At 10.5.05, The Transparent Ironist said…
We are now slowly wading into the treacherous waters of the Gender-Wars. I do not think that women *intrinsically* feel the need for security and hence plump for a family. I rather think that little girls are brainwashed from an early stage by their families into believing that the only way that they can attain security in this world is by joining some family. Some women, however, are successful in overcoming this indoctrination : they become company CEOs, corporate executives, and successful lawyers who thoroughly scorn the very mention of the word 'family'.
At 10.5.05, Anonymous said…
That you two do not think that women *intrinsically* feel the need for security goes to show that you both are men. I can almost assure you that women do crave for emotional security *instinctively* (and instinctive is also intrinsic). But I do agree that they are brainwashed (though not always intentionally, Mom and Dad tell you what they think is true) that the only way that they can attain security in this world is by raising a family and boys brainwashed that it is their *duty* to support a family. In a certain sense one can't escape a family - even as a company CEO one is a part of a family and it does provide security. However, the difference is that one doesn't have to love ser boss and one is free to switch companies while this freedom is restricted (by being tabooed)in the traditional family structure
(at least in India) which is a major cause of the ugly state this intitution is in today.
At 10.5.05, The Transparent Ironist said…

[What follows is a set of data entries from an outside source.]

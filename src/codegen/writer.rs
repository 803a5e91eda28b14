//! Render-tree builder code generation from resolved documents

use std::collections::HashMap;

use crate::component::{ComponentRegistry, SiteResolution};
use crate::parser::ast::{AttributeValue, Document, Element, Node, Spanned, TypeExpr};

use super::CodegenConfig;

/// Build generated code incrementally
pub struct CodeWriter {
    config: CodegenConfig,
    lines: Vec<String>,
    depth: usize,
    sequence: usize,
}

impl CodeWriter {
    /// Create a new writer
    pub fn new(config: CodegenConfig) -> Self {
        Self {
            config,
            lines: vec![],
            depth: 0,
            sequence: 0,
        }
    }

    fn indent_str(&self) -> String {
        " ".repeat(self.depth * self.config.indent)
    }

    fn line(&mut self, text: String) {
        let indent = self.indent_str();
        self.lines.push(format!("{}{}", indent, text));
    }

    fn next_sequence(&mut self) -> usize {
        let seq = self.sequence;
        self.sequence += 1;
        seq
    }

    /// `builder.open_element(seq, "name");`
    pub fn open_element(&mut self, name: &str) {
        let seq = self.next_sequence();
        self.line(format!("{}.open_element({}, {:?});", self.config.builder, seq, name));
    }

    pub fn close_element(&mut self) {
        self.line(format!("{}.close_element();", self.config.builder));
    }

    /// `builder.open_component::<Type>(seq);`
    pub fn open_component(&mut self, ty: &str) {
        let seq = self.next_sequence();
        self.line(format!(
            "{}.open_component::<{}>({});",
            self.config.builder, ty, seq
        ));
    }

    pub fn close_component(&mut self) {
        self.line(format!("{}.close_component();", self.config.builder));
    }

    /// `builder.add_attribute(seq, "name", value);`
    pub fn add_attribute(&mut self, name: &str, value: &AttributeValue) {
        let seq = self.next_sequence();
        self.line(format!(
            "{}.add_attribute({}, {:?}, {});",
            self.config.builder, seq, name, value
        ));
    }

    /// `builder.add_content(seq, expr);` where `expr` is already rendered
    pub fn add_content(&mut self, expr: &str) {
        let seq = self.next_sequence();
        self.line(format!("{}.add_content({}, {});", self.config.builder, seq, expr));
    }

    /// Open a child content closure; children are written one level deeper
    pub fn begin_child_content(&mut self) {
        let seq = self.next_sequence();
        let builder = self.config.builder.clone();
        self.line(format!(
            "{}.add_child_content({}, |{}| {{",
            builder, seq, builder
        ));
        self.depth += 1;
    }

    pub fn end_child_content(&mut self) {
        self.depth = self.depth.saturating_sub(1);
        self.line("});".to_string());
    }

    /// Finish and return the generated code
    pub fn finish(self) -> String {
        let mut out = self.lines.join("\n");
        if !out.is_empty() {
            out.push('\n');
        }
        out
    }
}

/// Render a component type with its (possibly unresolved) type arguments
///
/// Unresolved arguments are written as `?`.
pub fn component_type(name: &str, type_arguments: &[Option<TypeExpr>]) -> String {
    if type_arguments.is_empty() {
        return name.to_string();
    }
    let args: Vec<String> = type_arguments
        .iter()
        .map(|a| a.as_ref().map(|t| t.to_string()).unwrap_or_else(|| "?".to_string()))
        .collect();
    format!("{}<{}>", name, args.join(", "))
}

/// Generate render-tree builder code for a document's markup
pub fn generate(
    doc: &Document,
    registry: &ComponentRegistry,
    resolutions: &[SiteResolution],
    config: &CodegenConfig,
) -> String {
    let by_site: HashMap<usize, &SiteResolution> =
        resolutions.iter().map(|r| (r.span.start, r)).collect();

    let mut writer = CodeWriter::new(config.clone());
    for node in doc.markup() {
        write_node(&mut writer, node, registry, &by_site);
    }
    writer.finish()
}

fn write_node(
    writer: &mut CodeWriter,
    node: &Spanned<Node>,
    registry: &ComponentRegistry,
    by_site: &HashMap<usize, &SiteResolution>,
) {
    match &node.node {
        Node::Text(text) => writer.add_content(&format!("{:?}", text)),
        Node::Expression(id) => writer.add_content(id.as_str()),
        Node::Element(element) => {
            let site = by_site.get(&node.span.start).copied();
            match (registry.get(element.name.node.as_str()), site) {
                (Some(def), Some(site)) => {
                    write_component(writer, element, def, site, registry, by_site)
                }
                _ => write_element(writer, element, registry, by_site),
            }
        }
    }
}

fn write_element(
    writer: &mut CodeWriter,
    element: &Element,
    registry: &ComponentRegistry,
    by_site: &HashMap<usize, &SiteResolution>,
) {
    writer.open_element(element.name.node.as_str());
    for attr in &element.attributes {
        writer.add_attribute(attr.node.name.node.as_str(), &attr.node.value.node);
    }
    for child in &element.children {
        write_node(writer, child, registry, by_site);
    }
    writer.close_element();
}

fn write_component(
    writer: &mut CodeWriter,
    element: &Element,
    def: &crate::component::ComponentDefinition,
    site: &SiteResolution,
    registry: &ComponentRegistry,
    by_site: &HashMap<usize, &SiteResolution>,
) {
    writer.open_component(&component_type(&def.name, &site.type_arguments));
    for attr in &element.attributes {
        if SiteResolution::is_type_argument(def, &attr.node) {
            continue;
        }
        writer.add_attribute(attr.node.name.node.as_str(), &attr.node.value.node);
    }
    if !element.children.is_empty() {
        writer.begin_child_content();
        for child in &element.children {
            write_node(writer, child, registry, by_site);
        }
        writer.end_child_content();
    }
    writer.close_component();
}

#[cfg(test)]
mod tests {
    use super::*;

    #[test]
    fn test_writer_sequence_numbers() {
        let mut writer = CodeWriter::new(CodegenConfig::default());
        writer.open_element("div");
        writer.add_attribute("id", &AttributeValue::String("main".to_string()));
        writer.add_content("\"hi\"");
        writer.close_element();
        assert_eq!(
            writer.finish(),
            "builder.open_element(0, \"div\");\n\
             builder.add_attribute(1, \"id\", \"main\");\n\
             builder.add_content(2, \"hi\");\n\
             builder.close_element();\n"
        );
    }

    #[test]
    fn test_child_content_indentation() {
        let mut writer = CodeWriter::new(CodegenConfig::new().with_indent(2).with_builder("b"));
        writer.open_component("Panel");
        writer.begin_child_content();
        writer.add_content("x");
        writer.end_child_content();
        writer.close_component();
        assert_eq!(
            writer.finish(),
            "b.open_component::<Panel>(0);\n\
             b.add_child_content(1, |b| {\n\
             \x20 b.add_content(2, x);\n\
             });\n\
             b.close_component();\n"
        );
    }

    #[test]
    fn test_component_type_rendering() {
        assert_eq!(component_type("Counter", &[]), "Counter");
        assert_eq!(
            component_type(
                "Grid",
                &[Some(TypeExpr::generic("List", vec![TypeExpr::named("int")])), None]
            ),
            "Grid<List<int>, ?>"
        );
    }

    #[test]
    fn test_empty_document() {
        let writer = CodeWriter::new(CodegenConfig::default());
        assert_eq!(writer.finish(), "");
    }
}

That you do think that women *intrinsically* feel the need for security goes to show that you are a woman. (Don't hit the ceiling now : I am just enjoying an ironic relish with my morning tea!). I can almost (re)assure you that women do not crave for emotional security *instinctively* until this *instinct* is injected into them as little girls by Mummy who gives them little dolls to play with, and later by Society which punishes them in so many subtle ways for not exhibiting the need for this security. The so-called Maternal Instinct therefore turns out to be the most Paternal of instincts.
But I do agree that we all live in some sort of families or the other; the only question is whether or not the relationships within these family are completely democratised.

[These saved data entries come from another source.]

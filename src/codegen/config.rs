//! Configuration for generated code

use serde::Deserialize;

/// Configuration options for render-tree output
#[derive(Debug, Clone, PartialEq, Deserialize)]
#[serde(default)]
pub struct CodegenConfig {
    /// Spaces per nesting level inside child content blocks
    pub indent: usize,

    /// Name of the render-tree builder variable
    pub builder: String,
}

impl Default for CodegenConfig {
    fn default() -> Self {
        Self {
            indent: 4,
            builder: "builder".to_string(),
        }
    }
}

impl CodegenConfig {
    /// Create a new configuration with default values
    pub fn new() -> Self {
        Self::default()
    }

    /// Set the indentation width
    pub fn with_indent(mut self, indent: usize) -> Self {
        self.indent = indent;
        self
    }

    /// Set the builder variable name
    pub fn with_builder(mut self, builder: impl Into<String>) -> Self {
        self.builder = builder.into();
        self
    }
}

At 10.5.05, Anonymous said…
Well then, if you insist so much! I shall put your opinion to test and let you know.
At 10.5.05, The Transparent Ironist said…
Sure! I am not quite sure though how you would go around designing the required 'experiment-situation'. You would have to study two little girls over a period of 20 years, such that the first girl is routinely denied dolls and the second is showered with them at every stage of her childhood. The question would be whether or not the former would still crave for security in a family. If she would, I shall stand, not to mention sit, corrected.
At 11.5.05, Anonymous said…
I think instead of the 'experimental psychologist' I would rather do it the 'social psychologist' way. I am going to interview the ladies.